Founded in 2016 to make crypto easier and more mobile friendly, Eidoo started burning early on. After its $27.9 million ICO in November left a little over 9 percent of the tokens designated for the sale unsold, it burned them, as it had promised to do.
The burning continues later this month, and so far, it’s winning the project attention.
“Projects burn their own tokens to remove them from the market to demonstrate consumption – as a result this creates further scarcity, thereby affecting the market cap, and arguably is a form of price manipulation,” Lisa Cheng of the Vanbex Group, a blockchain services company.
Follow the exchanges
But Eidoo’s upcoming burn won’t be the most significant instance in recent memory, as crypto exchanges that have launched their own tokens have most readily embraced the model.
In July, Binance burned 2.5 million of its BNB tokens (which it uses for discounts on its exchange) worth approximately $30 million, according to a blog post (that’s more than the whole market cap of all the EDO tokens). When it created the token, the company committed to burning 20 percent of its token profits each year.
Even more aggressively, they say they will do it up until they’ve gone through half the BNB token supply.
Still, there’s utility beyond the depreciating supply. The Binance token has been used to lower the cost of transactions for users, helping to bring more people onto the platform, as Mohamed Fouda explained in a recent Medium post about why exchanges are launching tokens. Effectively, they leverage their large volume to drive up the value of their stored supply of tokens, offloading revenue to token appreciation.
But it only works if people want to come. Mougayar gave the example of a tavern.
“If I bribe you with a free beer, you may come once,” he said, but visitors that don’t like the place won’t come back. Similarly, a company that uses a token to provide early discounts to bring people in still need to deliver a strong product.

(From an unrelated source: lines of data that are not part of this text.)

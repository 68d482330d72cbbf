use anyhow::Result;
use async_trait::async_trait;
use chrono::{DateTime, Utc};
use rust_decimal::prelude::*;
use rust_decimal::Decimal;
use serde::{Deserialize, Serialize};
use std::str::FromStr;

// ---------------------------------------------------------------------------
// Unified broker types (broker-agnostic)
// ---------------------------------------------------------------------------

#[derive(Debug, Clone, Copy, PartialEq, Eq, Serialize, Deserialize)]
#[serde(rename_all = "lowercase")]
pub enum BrokerOrderSide {
    Buy,
    Sell,
}

/// Market order sized in dollars; the broker decides the share quantity.
#[derive(Debug, Clone, Serialize, Deserialize)]
pub struct NotionalOrderRequest {
    pub symbol: String,
    pub notional: Decimal,
    pub side: BrokerOrderSide,
    pub client_order_id: Option<String>,
}

impl NotionalOrderRequest {
    pub fn buy(symbol: impl Into<String>, notional: Decimal) -> Self {
        Self {
            symbol: symbol.into(),
            notional,
            side: BrokerOrderSide::Buy,
            client_order_id: None,
        }
    }

    pub fn with_client_order_id(mut self, id: impl Into<String>) -> Self {
        self.client_order_id = Some(id.into());
        self
    }
}

/// Resting exit order: a limit (take-profit) or stop (stop-loss) sell for a
/// known share quantity.
#[derive(Debug, Clone, Serialize, Deserialize)]
pub struct ExitOrderRequest {
    pub symbol: String,
    pub qty: Decimal,
    pub price: Decimal,
    pub side: BrokerOrderSide,
}

impl ExitOrderRequest {
    pub fn sell(symbol: impl Into<String>, qty: Decimal, price: Decimal) -> Self {
        Self {
            symbol: symbol.into(),
            qty,
            price: price.round_dp(2),
            side: BrokerOrderSide::Sell,
        }
    }
}

/// Where an order is in its lifecycle, collapsed from broker status strings.
#[derive(Debug, Clone, Copy, PartialEq, Eq)]
pub enum FillState {
    Filled,
    /// Cancelled, rejected or expired: will never fill
    Dead,
    Working,
}

/// Non-success HTTP response from a broker API. Carried inside
/// `anyhow::Error` so callers can tell a permanent refusal from a
/// transport hiccup.
#[derive(Debug, Clone, thiserror::Error)]
#[error("{context} (HTTP {status}): {message}")]
pub struct BrokerApiError {
    pub status: u16,
    pub context: String,
    pub message: String,
}

impl BrokerApiError {
    pub fn new(status: u16, context: impl Into<String>, message: impl Into<String>) -> Self {
        Self {
            status,
            context: context.into(),
            message: message.into(),
        }
    }
}

/// The broker does not know the order (or other resource) at all.
pub fn is_not_found(err: &anyhow::Error) -> bool {
    err.downcast_ref::<BrokerApiError>()
        .is_some_and(|e| e.status == 404)
}

#[derive(Debug, Clone, Serialize, Deserialize)]
pub struct BrokerOrder {
    pub id: String,
    pub client_order_id: String,
    pub created_at: DateTime<Utc>,
    pub filled_at: Option<DateTime<Utc>>,
    pub symbol: String,
    pub qty: Option<String>,
    pub notional: Option<String>,
    pub filled_qty: Option<String>,
    pub filled_avg_price: Option<String>,
    pub order_type: String,
    pub side: String,
    pub status: String,
}

impl BrokerOrder {
    pub fn filled_quantity_decimal(&self) -> Option<Decimal> {
        self.filled_qty
            .as_ref()
            .and_then(|s| Decimal::from_str(s).ok())
    }

    pub fn filled_avg_price_decimal(&self) -> Option<Decimal> {
        self.filled_avg_price
            .as_ref()
            .and_then(|s| Decimal::from_str(s).ok())
    }

    pub fn filled_quantity_f64(&self) -> Option<f64> {
        self.filled_quantity_decimal().and_then(|d| d.to_f64())
    }

    pub fn filled_avg_price_f64(&self) -> Option<f64> {
        self.filled_avg_price_decimal().and_then(|d| d.to_f64())
    }

    pub fn fill_state(&self) -> FillState {
        match self.status.as_str() {
            "filled" => FillState::Filled,
            "canceled" | "cancelled" | "rejected" | "expired" | "done_for_day" => FillState::Dead,
            _ => FillState::Working,
        }
    }

    /// Filled with a usable average price and quantity.
    pub fn is_filled(&self) -> bool {
        self.fill_state() == FillState::Filled
            && self.filled_avg_price_f64().is_some_and(|p| p > 0.0)
            && self.filled_quantity_f64().is_some_and(|q| q > 0.0)
    }
}

// ---------------------------------------------------------------------------
// Broker trait
// ---------------------------------------------------------------------------

#[async_trait]
pub trait BrokerClient: Send + Sync {
    /// Submit a notional (dollar-sized) market order
    async fn place_market_order(&self, order: NotionalOrderRequest) -> Result<BrokerOrder>;

    /// Submit a limit order (take-profit leg)
    async fn place_limit_order(&self, order: ExitOrderRequest) -> Result<BrokerOrder>;

    /// Submit a stop order (stop-loss leg)
    async fn place_stop_order(&self, order: ExitOrderRequest) -> Result<BrokerOrder>;

    /// Market sell of an exact share quantity
    async fn place_market_sell(&self, symbol: &str, qty: Decimal) -> Result<BrokerOrder>;

    /// Get an order by ID
    async fn get_order(&self, order_id: &str) -> Result<BrokerOrder>;

    /// Cancel an order by ID
    async fn cancel_order(&self, order_id: &str) -> Result<()>;

    /// Cancel every open order for a symbol; returns how many were cancelled
    async fn cancel_open_orders(&self, symbol: &str) -> Result<usize>;

    /// Close an entire position at market
    async fn close_position(&self, symbol: &str) -> Result<BrokerOrder>;

    /// Whether this is a paper/simulated account
    fn is_paper(&self) -> bool;

    /// Broker name for logging
    fn broker_name(&self) -> &str;
}
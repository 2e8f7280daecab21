use oauth2::{
    basic::BasicTokenType, AuthorizationCode, EmptyExtraTokenFields, StandardTokenResponse,
    TokenResponse,
};
use serde::Deserialize;

use crate::server::{
    data::user::UserRepository,
    error::{auth::AuthError, AppError},
    model::user::{UpsertUserParam, User},
    service::auth::DiscordAuthService,
    util::parse::parse_u64_from_string,
};

/// The subset of Discord's `/users/@me` response this application needs.
#[derive(Debug, Deserialize)]
struct DiscordUser {
    id: String,
    username: String,
    global_name: Option<String>,
}

impl<'a> DiscordAuthService<'a> {
    /// Completes the OAuth flow for an authorization code.
    ///
    /// Exchanges the code for an access token, fetches the Discord identity
    /// behind it, and upserts the staff account. The returned user is what the
    /// controller stores in the session.
    pub async fn callback(&self, authorization_code: String) -> Result<User, AppError> {
        let user_repo = UserRepository::new(self.db);

        let auth_code = AuthorizationCode::new(authorization_code);

        let token = self
            .oauth_client
            .exchange_code(auth_code)
            .request_async(self.http_client)
            .await
            .map_err(|e| AuthError::TokenExchangeFailed(e.to_string()))?;

        let discord_user = self.fetch_discord_user(&token).await?;

        let discord_id = parse_u64_from_string(discord_user.id)?;
        let name = discord_user
            .global_name
            .unwrap_or(discord_user.username);

        let user = user_repo
            .upsert(UpsertUserParam { discord_id, name })
            .await?;

        Ok(user)
    }

    /// Retrieves a Discord user's information using provided access token
    async fn fetch_discord_user(
        &self,
        token: &StandardTokenResponse<EmptyExtraTokenFields, BasicTokenType>,
    ) -> Result<DiscordUser, AppError> {
        let access_token = token.access_token().secret();

        let user_info = self
            .http_client
            .get("https://discord.com/api/users/@me")
            .header("Authorization", format!("Bearer {}", access_token))
            .send()
            .await?
            .json::<DiscordUser>()
            .await?;

        Ok(user_info)
    }
}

The idea is spreading across exchanges. KuCoin is using 10 percent of its profits each quarter to buy back and burn its own tokens.
Even Eidoo will launch its own decentralized exchange or “hybrid exchange” in a few weeks, with plans to use EDO there as well.
But while buybacks and burning can boost price, it could present other problems for projects.
Eidoo calls its token a utility token. “The way a given token works defines its very nature. Regulators themselves are already doing a good job trying to define the different categories of tokens which are being used today,” Tomasicchio wrote.
U.S. regulators, though, have indicated which category tokens with burn functions fall into.
“I would caution those exploring this concept to check with their jurisdiction as the recent SEC announcements have been quite clear that burning tokens would constitute the actions of a security,” Cheng wrote.
In particular, she looked to the Munchee decision from last year, in which the U.S. Securities and Exchange Commission (SEC) specifically pointed to the company’s promise to destroy tokens as an example of increased value “derived from the significant entrepreneurial and managerial efforts of others.”
It is well established in equity markets that buy backs are a way to support the price of a stock. If a company has cash reserves and flat growth, as Apple has had from time to time, it can be a way to keep the mass of its investors loyal by stabilizing the stock price.
We have seen this pattern come to crypto as well. U Network recently did a buyback to power its growth effort. Going further and burning is adds complexity, but the SEC appears confident it can draw a parallel to what token issuers are doing with examples from equities markets.
“I’m not sure this will stand the test of time,” Mougayar said.
“The sky is not the limit.”
Bitcoin in fire image via Shutterstock.